## [WORK REQUIRED]
From the entries that follow, copy each line containing the word "return".

◆ ◆ ◆ ◆

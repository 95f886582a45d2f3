use anyhow::{Context, Result};
use clap::{Parser, Subcommand};
use std::path::PathBuf;
use std::process::ExitCode;

use fineprint::client::{default_output_name, render_clause_view, AnalyzeClient, DEFAULT_SERVER};

#[derive(Parser, Debug)]
#[command(name = "fineprint-client", about = "Spot shady contract clauses in seconds")]
struct Cli {
    /// Base URL of the analysis server
    #[arg(long, global = true, env = "FINEPRINT_SERVER", default_value = DEFAULT_SERVER)]
    server: String,

    #[command(subcommand)]
    command: Command,
}

#[derive(Subcommand, Debug)]
enum Command {
    /// Upload a contract PDF and print the analysis
    Analyze {
        file: PathBuf,

        /// Print the structured record instead of the summary
        #[arg(long)]
        json: bool,

        /// Save the summary; without a value a dated file name is used
        #[arg(long, num_args = 0..=1)]
        output: Option<Option<PathBuf>>,
    },
    /// Tell us how useful the analysis was
    Feedback {
        #[arg(long, value_parser = clap::value_parser!(u8).range(1..=5))]
        rating: u8,

        #[arg(long)]
        comments: Option<String>,
    },
}

#[tokio::main]
async fn main() -> ExitCode {
    tracing_subscriber::fmt()
        .with_env_filter(
            tracing_subscriber::EnvFilter::try_from_default_env().unwrap_or_else(|_| "warn".into()),
        )
        .with_target(false)
        .init();

    match run(Cli::parse()).await {
        Ok(()) => ExitCode::SUCCESS,
        Err(e) => {
            eprintln!("{:#}", e);
            ExitCode::FAILURE
        }
    }
}

async fn run(cli: Cli) -> Result<()> {
    let client = AnalyzeClient::new(cli.server)?;

    match cli.command {
        Command::Analyze { file, json, output } => {
            let response = client.analyze(&file).await?;
            println!("Analysis complete!");

            if json {
                println!("{}", serde_json::to_string_pretty(&response.result_json)?);
            } else {
                let clause_view = render_clause_view(&response.result_json);
                if !clause_view.is_empty() {
                    println!("{}\n", clause_view);
                }
                println!("{}", response.result_text);
            }

            if let Some(target) = output {
                let path = target.unwrap_or_else(|| {
                    PathBuf::from(default_output_name(chrono::Local::now().date_naive()))
                });
                tokio::fs::write(&path, &response.result_text)
                    .await
                    .with_context(|| format!("Failed to write {}", path.display()))?;
                println!("Saved summary to {}", path.display());
            }
        }
        Command::Feedback { rating, comments } => {
            let response = client.send_feedback(rating, comments).await?;
            println!("{}", response.message);
        }
    }

    Ok(())
}
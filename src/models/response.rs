use serde::{Deserialize, Serialize};

use crate::models::AnalysisResult;

#[derive(Debug, Serialize, Deserialize)]
pub struct AnalyzeResponse {
    pub status: String,
    pub result_json: AnalysisResult,
    pub result_text: String,
}

#[derive(Debug, Clone, Serialize, Deserialize)]
pub struct PdfMetadata {
    pub title: Option<String>,
    pub author: Option<String>,
    pub pages: usize,
    pub file_size_bytes: usize,
    pub truncated: bool,
}

#[derive(Debug, Serialize, Deserialize)]
pub struct FeedbackResponse {
    pub success: bool,
    pub message: String,
}

impl AnalyzeResponse {
    pub fn success(result_json: AnalysisResult, result_text: String) -> Self {
        Self {
            status: "success".to_string(),
            result_json,
            result_text,
        }
    }
}

impl PdfMetadata {
    pub fn new(file_size_bytes: usize) -> Self {
        Self {
            title: None,
            author: None,
            pages: 0,
            file_size_bytes,
            truncated: false,
        }
    }

    pub fn with_pages(mut self, pages: usize) -> Self {
        self.pages = pages;
        self
    }

    pub fn with_title(mut self, title: Option<String>) -> Self {
        self.title = title;
        self
    }

    pub fn with_author(mut self, author: Option<String>) -> Self {
        self.author = author;
        self
    }

    pub fn with_truncated(mut self, truncated: bool) -> Self {
        self.truncated = truncated;
        self
    }
}
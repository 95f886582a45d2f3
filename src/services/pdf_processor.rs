use std::time::Instant;
use lopdf::{Document, Object};

use crate::error::{AppError, AppResult};
use crate::models::{PdfMetadata, ProcessedFile};

/// Reads the text of the first page of a PDF, capped at a character budget.
#[derive(Debug, Clone, Copy)]
pub struct PdfProcessor {
    max_text_length: usize,
}

#[derive(Debug)]
pub struct ExtractionResult {
    pub text: String,
    pub metadata: PdfMetadata,
    pub processing_time_ms: u64,
}

impl PdfProcessor {
    pub fn new(max_text_length: usize) -> Self {
        Self { max_text_length }
    }

    /// Runs extraction on the blocking pool; PDF parsing is CPU bound.
    pub async fn extract_first_page(&self, file: ProcessedFile) -> AppResult<ExtractionResult> {
        let processor = *self;
        tokio::task::spawn_blocking(move || processor.extract_first_page_blocking(&file)).await?
    }

    pub fn extract_first_page_blocking(&self, file: &ProcessedFile) -> AppResult<ExtractionResult> {
        let start = Instant::now();

        tracing::info!(
            "Starting PDF text extraction for file: {} ({} bytes)",
            file.name,
            file.size
        );

        let doc = Document::load_mem(&file.content).map_err(|e| {
            tracing::warn!("PDF could not be parsed: {}", e);
            AppError::pdf(e.to_string())
        })?;

        let pages = doc.get_pages();
        let first_page = match pages.keys().next() {
            Some(number) => *number,
            None => {
                tracing::warn!("PDF has no pages");
                return Err(AppError::EmptyDocument);
            }
        };

        // An empty first page is an empty document; later pages are never read.
        let page_text = match doc.extract_text(&[first_page]) {
            Ok(text) => text,
            Err(page_err) => {
                tracing::warn!("Page {} extraction failed: {}, retrying with pdf-extract", first_page, page_err);
                self.fallback_text(&file.content).map_err(|fallback_err| {
                    AppError::pdf(format!("{}; fallback failed: {}", page_err, fallback_err))
                })?
            }
        };

        let (text, truncated) = truncate_chars(&page_text, self.max_text_length);
        if text.trim().is_empty() {
            tracing::warn!("Empty PDF or no text extracted from {}", file.name);
            return Err(AppError::EmptyDocument);
        }

        let processing_time = start.elapsed().as_millis() as u64;
        let metadata = PdfMetadata::new(file.size)
            .with_pages(pages.len())
            .with_title(info_string(&doc, b"Title"))
            .with_author(info_string(&doc, b"Author"))
            .with_truncated(truncated);

        tracing::info!(
            title = metadata.title.as_deref().unwrap_or("-"),
            author = metadata.author.as_deref().unwrap_or("-"),
            pages = metadata.pages,
            "PDF processing completed in {}ms, extracted {} characters (truncated: {})",
            processing_time,
            text.chars().count(),
            truncated
        );

        Ok(ExtractionResult {
            text,
            metadata,
            processing_time_ms: processing_time,
        })
    }

    /// First-page text through pdf-extract's per-page reader.
    fn fallback_text(&self, content: &[u8]) -> Result<String, String> {
        // pdf-extract panics on some malformed font programs
        let pages = std::panic::catch_unwind(|| pdf_extract::extract_text_from_mem_by_pages(content))
            .map_err(|_| "pdf-extract panicked while reading the document".to_string())?
            .map_err(|e| e.to_string())?;
        let first_page = pages.into_iter().next().unwrap_or_default();
        tracing::debug!("Fallback extraction produced {} characters", first_page.len());
        Ok(first_page)
    }
}

impl Default for PdfProcessor {
    fn default() -> Self {
        Self::new(3000)
    }
}

/// Cuts `text` to at most `limit` characters, never splitting a code point.
pub fn truncate_chars(text: &str, limit: usize) -> (String, bool) {
    match text.char_indices().nth(limit) {
        Some((byte_index, _)) => (text[..byte_index].to_string(), true),
        None => (text.to_string(), false),
    }
}

fn info_string(doc: &Document, key: &[u8]) -> Option<String> {
    let info = match doc.trailer.get(b"Info").ok()? {
        Object::Reference(id) => doc.get_object(*id).ok()?,
        other => other,
    };
    let raw = info.as_dict().ok()?.get(key).ok()?.as_str().ok()?;
    let decoded = decode_pdf_string(raw);
    let trimmed = decoded.trim();
    if trimmed.is_empty() {
        None
    } else {
        Some(trimmed.to_string())
    }
}

// Info strings are either PDFDocEncoding/UTF-8 or UTF-16 with a BOM.
fn decode_pdf_string(bytes: &[u8]) -> String {
    if let Some(rest) = bytes.strip_prefix(&[0xFE, 0xFF]) {
        decode_utf16(rest, u16::from_be_bytes)
    } else if let Some(rest) = bytes.strip_prefix(&[0xFF, 0xFE]) {
        decode_utf16(rest, u16::from_le_bytes)
    } else if looks_like_utf16(bytes) {
        decode_utf16(bytes, u16::from_be_bytes)
    } else {
        String::from_utf8_lossy(bytes).into_owned()
    }
}

fn looks_like_utf16(bytes: &[u8]) -> bool {
    if bytes.len() < 2 {
        return false;
    }
    let null_count = bytes.iter().filter(|&&b| b == 0).count();
    null_count > bytes.len() / 3
}

fn decode_utf16(bytes: &[u8], unit: fn([u8; 2]) -> u16) -> String {
    let units = bytes.chunks_exact(2).map(|pair| unit([pair[0], pair[1]]));
    char::decode_utf16(units)
        .filter_map(Result::ok)
        .filter(|c| *c != '\0')
        .collect()
}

◆ ◆ ◆ ◆

## [EXERCISE RESPONSE]
                return Err(AppError::EmptyDocument);
            return Err(AppError::EmptyDocument);
        return false;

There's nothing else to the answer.